The need for bilingual workers is most pronounced in the South and West, where the concentration of non-English speaking residents is highest.
Benefits of being bilingual
To find and keep valuable bilingual workers, employers are willing to pay big. On average, bilingual pay differentials range between 5 and 20 percent per hour more than the position's base rate, according to Salary.com.
For example, government workers in California who hold bilingual positions earn an extra $.58 an hour, according to the state's Department of Personnel Administration Web site. In Washington County, Ore., employees in "bilingual positions" who spend 15-20 percent of their time in "regular and frequent use" of their bilingual skills earn an extra $30 per pay period.
Federal government employees may also see a sizable jump in bilingual pay under a provision of the 2005 Defense Authorization Act. According to the National Association for Bilingual Education, the law approves up to $1,000 in monthly proficiency pay for bilingual active-duty military personnel. Civilians may earn special pay up to 5 percent of their base salary.

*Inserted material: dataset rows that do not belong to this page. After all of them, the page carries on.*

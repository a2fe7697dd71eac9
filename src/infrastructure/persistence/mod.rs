pub mod database;
pub mod ledger_repository;

pub use database::Database;
pub use ledger_repository::SqliteLedgerStore;
use crate::domain::ports::PriceLookup;
use crate::domain::trading::types::Quote;
use anyhow::Result;
use async_trait::async_trait;
use rust_decimal::Decimal;
use rust_decimal_macros::dec;
use std::collections::{HashMap, HashSet};
use std::sync::Arc;
use tokio::sync::RwLock;
use tracing::debug;

/// In-process quote table for tests and offline runs.
///
/// Prices can be changed at any time, and a symbol can be told to fail so
/// that degraded portfolio views can be produced on demand.
#[derive(Clone, Default)]
pub struct MockPriceLookup {
    quotes: Arc<RwLock<HashMap<String, Quote>>>,
    failing: Arc<RwLock<HashSet<String>>>,
}

impl MockPriceLookup {
    /// Empty table: every symbol is unknown
    pub fn new() -> Self {
        Self::default()
    }

    /// A handful of well-known tickers at fixed prices
    pub async fn with_defaults() -> Self {
        let lookup = Self::new();
        for (symbol, name, price) in [
            ("AAPL", "Apple Inc.", dec!(189.84)),
            ("MSFT", "Microsoft Corporation", dec!(415.50)),
            ("GOOGL", "Alphabet Inc.", dec!(171.25)),
            ("NFLX", "Netflix, Inc.", dec!(640.10)),
            ("AMZN", "Amazon.com, Inc.", dec!(183.66)),
        ] {
            lookup.set_quote(symbol, name, price).await;
        }
        lookup
    }

    pub async fn set_quote(&self, symbol: &str, name: &str, price: Decimal) {
        self.quotes.write().await.insert(
            symbol.to_string(),
            Quote {
                symbol: symbol.to_string(),
                name: name.to_string(),
                price,
            },
        );
    }

    /// Changes the price of an already listed symbol. Unknown symbols are ignored.
    pub async fn set_price(&self, symbol: &str, price: Decimal) {
        if let Some(quote) = self.quotes.write().await.get_mut(symbol) {
            quote.price = price;
        }
    }

    pub async fn delist(&self, symbol: &str) {
        self.quotes.write().await.remove(symbol);
    }

    /// Makes lookups of `symbol` fail as if the provider were unreachable
    pub async fn fail_symbol(&self, symbol: &str) {
        self.failing.write().await.insert(symbol.to_string());
    }

    pub async fn recover_symbol(&self, symbol: &str) {
        self.failing.write().await.remove(symbol);
    }
}

#[async_trait]
impl PriceLookup for MockPriceLookup {
    async fn lookup(&self, symbol: &str) -> Result<Option<Quote>> {
        if self.failing.read().await.contains(symbol) {
            anyhow::bail!("MockPriceLookup: provider unreachable for {}", symbol);
        }
        let quote = self.quotes.read().await.get(symbol).cloned();
        debug!("MockPriceLookup: {} -> {:?}", symbol, quote.as_ref().map(|q| q.price));
        Ok(quote)
    }
}
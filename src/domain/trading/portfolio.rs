use crate::domain::ledger::types::Holding;
use rust_decimal::Decimal;
use serde::Serialize;

/// Valuation state of a single holding row
#[derive(Debug, Clone, PartialEq, Serialize)]
#[serde(tag = "status", rename_all = "snake_case")]
pub enum RowValuation {
    Priced { price: Decimal, value: Decimal },
    Unavailable { reason: String },
}

#[derive(Debug, Clone, PartialEq, Serialize)]
pub struct PortfolioRow {
    pub symbol: String,
    pub name: String,
    pub net_shares: i64,
    pub valuation: RowValuation,
}

impl PortfolioRow {
    pub fn value(&self) -> Option<Decimal> {
        match &self.valuation {
            RowValuation::Priced { value, .. } => Some(*value),
            RowValuation::Unavailable { .. } => None,
        }
    }
}

/// Read-time valuation of a user's account. Never persisted.
#[derive(Debug, Clone, PartialEq, Serialize)]
pub struct PortfolioView {
    pub cash: Decimal,
    pub rows: Vec<PortfolioRow>,
    /// Sum of the rows that could be priced
    pub holdings_value: Decimal,
    /// `cash + holdings_value`
    pub total: Decimal,
    /// At least one row could not be priced, so `total` understates the account
    pub degraded: bool,
}

impl PortfolioView {
    /// Builds the view from held positions and their price lookups.
    ///
    /// `prices` is parallel to `holdings`; an `Err` marks the row unavailable.
    pub fn compose(
        cash: Decimal,
        holdings: Vec<Holding>,
        prices: Vec<Result<Decimal, String>>,
    ) -> Self {
        let mut holdings_value = Decimal::ZERO;
        let mut degraded = false;

        let rows = holdings
            .into_iter()
            .zip(prices)
            .map(|(holding, price)| {
                let valuation = match price {
                    Ok(price) => match Decimal::from(holding.net_shares).checked_mul(price) {
                        Some(value) => {
                            holdings_value += value;
                            RowValuation::Priced { price, value }
                        }
                        None => RowValuation::Unavailable {
                            reason: format!("value of {} overflows", holding.symbol),
                        },
                    },
                    Err(reason) => RowValuation::Unavailable { reason },
                };
                if matches!(valuation, RowValuation::Unavailable { .. }) {
                    degraded = true;
                }
                PortfolioRow {
                    symbol: holding.symbol,
                    name: holding.name,
                    net_shares: holding.net_shares,
                    valuation,
                }
            })
            .collect();

        Self {
            cash,
            rows,
            holdings_value,
            total: cash + holdings_value,
            degraded,
        }
    }

    pub fn unavailable_symbols(&self) -> Vec<&str> {
        self.rows
            .iter()
            .filter(|r| r.value().is_none())
            .map(|r| r.symbol.as_str())
            .collect()
    }
}

#[cfg(test)]
mod tests {
    use super::*;
    use rust_decimal_macros::dec;

    fn holding(symbol: &str, net_shares: i64) -> Holding {
        Holding {
            symbol: symbol.to_string(),
            name: format!("{} Corp", symbol),
            net_shares,
        }
    }

    #[test]
    fn test_total_is_cash_plus_priced_holdings() {
        let view = PortfolioView::compose(
            dec!(9600),
            vec![holding("AAPL", 10), holding("X", 6)],
            vec![Ok(dec!(110)), Ok(dec!(150))],
        );

        // 9600 + 10 * 110 + 6 * 150
        assert_eq!(view.holdings_value, dec!(2000));
        assert_eq!(view.total, dec!(11600));
        assert!(!view.degraded);
    }

    #[test]
    fn test_failed_price_marks_view_degraded() {
        let view = PortfolioView::compose(
            dec!(100),
            vec![holding("AAPL", 2), holding("GONE", 5)],
            vec![Ok(dec!(50)), Err("lookup timed out".to_string())],
        );

        assert!(view.degraded);
        assert_eq!(view.total, dec!(200));
        assert_eq!(view.unavailable_symbols(), vec!["GONE"]);
        assert_eq!(
            view.rows[1].valuation,
            RowValuation::Unavailable {
                reason: "lookup timed out".to_string()
            }
        );
    }

    #[test]
    fn test_empty_portfolio_is_just_cash() {
        let view = PortfolioView::compose(dec!(10000), vec![], vec![]);
        assert_eq!(view.total, dec!(10000));
        assert!(view.rows.is_empty());
        assert!(!view.degraded);
    }
}
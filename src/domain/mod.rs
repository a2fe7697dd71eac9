// Append-only ledger: users, transactions, derived positions
pub mod ledger;

// Port interfaces
pub mod ports;

// Ledger store trait
pub mod repositories;

// Trade intents, quotes and portfolio valuation
pub mod trading;

// Domain-specific error types
pub mod errors;
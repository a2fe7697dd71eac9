use anyhow::{Context, Result};
use std::sync::Arc;
use tracing::{info, warn};

use crate::config::{QuoteEnvConfig, QuoteMode};
use crate::domain::ports::PriceLookup;
use crate::infrastructure::mock::MockPriceLookup;
use crate::infrastructure::quotes::IexPriceLookup;

pub struct ServicesHandle {
    pub price_lookup: Arc<dyn PriceLookup>,
}

pub struct ServicesBootstrap;

impl ServicesBootstrap {
    pub async fn init(config: &QuoteEnvConfig) -> Result<ServicesHandle> {
        let price_lookup: Arc<dyn PriceLookup> = match config.mode {
            QuoteMode::Iex => {
                let api_key = config
                    .api_key
                    .clone()
                    .context("API_KEY must be set when QUOTE_MODE=iex")?;
                info!("Price lookup: IEX at {}", config.base_url);
                Arc::new(IexPriceLookup::new(
                    config.base_url.clone(),
                    api_key,
                    config.request_timeout,
                ))
            }
            QuoteMode::Mock => {
                warn!("Price lookup: MOCK quotes, prices are not real");
                Arc::new(MockPriceLookup::with_defaults().await)
            }
        };

        Ok(ServicesHandle { price_lookup })
    }
}
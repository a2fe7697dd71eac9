use crate::domain::ledger::types::{Transaction, UserId};
use rust_decimal::Decimal;
use serde::{Deserialize, Serialize};
use std::fmt;

#[derive(Debug, Clone, Copy, PartialEq, Eq, Serialize, Deserialize)]
pub enum TradeSide {
    Buy,
    Sell,
}

impl fmt::Display for TradeSide {
    fn fmt(&self, f: &mut fmt::Formatter<'_>) -> fmt::Result {
        match self {
            TradeSide::Buy => write!(f, "BUY"),
            TradeSide::Sell => write!(f, "SELL"),
        }
    }
}

/// Current price of a listed asset as returned by a price lookup
#[derive(Debug, Clone, PartialEq, Serialize, Deserialize)]
pub struct Quote {
    pub symbol: String,
    pub name: String,
    pub price: Decimal,
}

/// A request to buy or sell on behalf of an already-authenticated user
#[derive(Debug, Clone, PartialEq)]
pub struct TradeIntent {
    pub user: UserId,
    pub symbol: String,
    pub shares: i64,
    pub side: TradeSide,
}

impl TradeIntent {
    pub fn buy(user: UserId, symbol: impl Into<String>, shares: i64) -> Self {
        Self {
            user,
            symbol: symbol.into(),
            shares,
            side: TradeSide::Buy,
        }
    }

    pub fn sell(user: UserId, symbol: impl Into<String>, shares: i64) -> Self {
        Self {
            user,
            symbol: symbol.into(),
            shares,
            side: TradeSide::Sell,
        }
    }
}

/// Outcome of a committed trade
#[derive(Debug, Clone, PartialEq, Serialize)]
pub struct TradeReceipt {
    pub side: TradeSide,
    pub transaction: Transaction,
    /// Absolute cash amount moved by the trade
    pub amount: Decimal,
    pub cash_after: Decimal,
}

#[derive(Debug, Clone, PartialEq, Serialize)]
pub struct DepositReceipt {
    pub user: UserId,
    pub amount: Decimal,
    pub cash_after: Decimal,
}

The bottom line: Being bilingual literally pays off.
Want more money?
So you speak another language? Before you barge into your boss' office demanding extra pay, do your research. In some jobs, it's the position -- not the employee -- that's considered bilingual. That means if you are not required to use your bilingual skills for a significant portion of your job, you may not be entitled to differential pay.
Also be prepared to take a competency exam. You may be able to carry on a decent conversation in the language, but companies want to be sure you can fully and effectively communicate the business' policies and technical terms. The tests may be written or oral, and vary widely from employer to employer.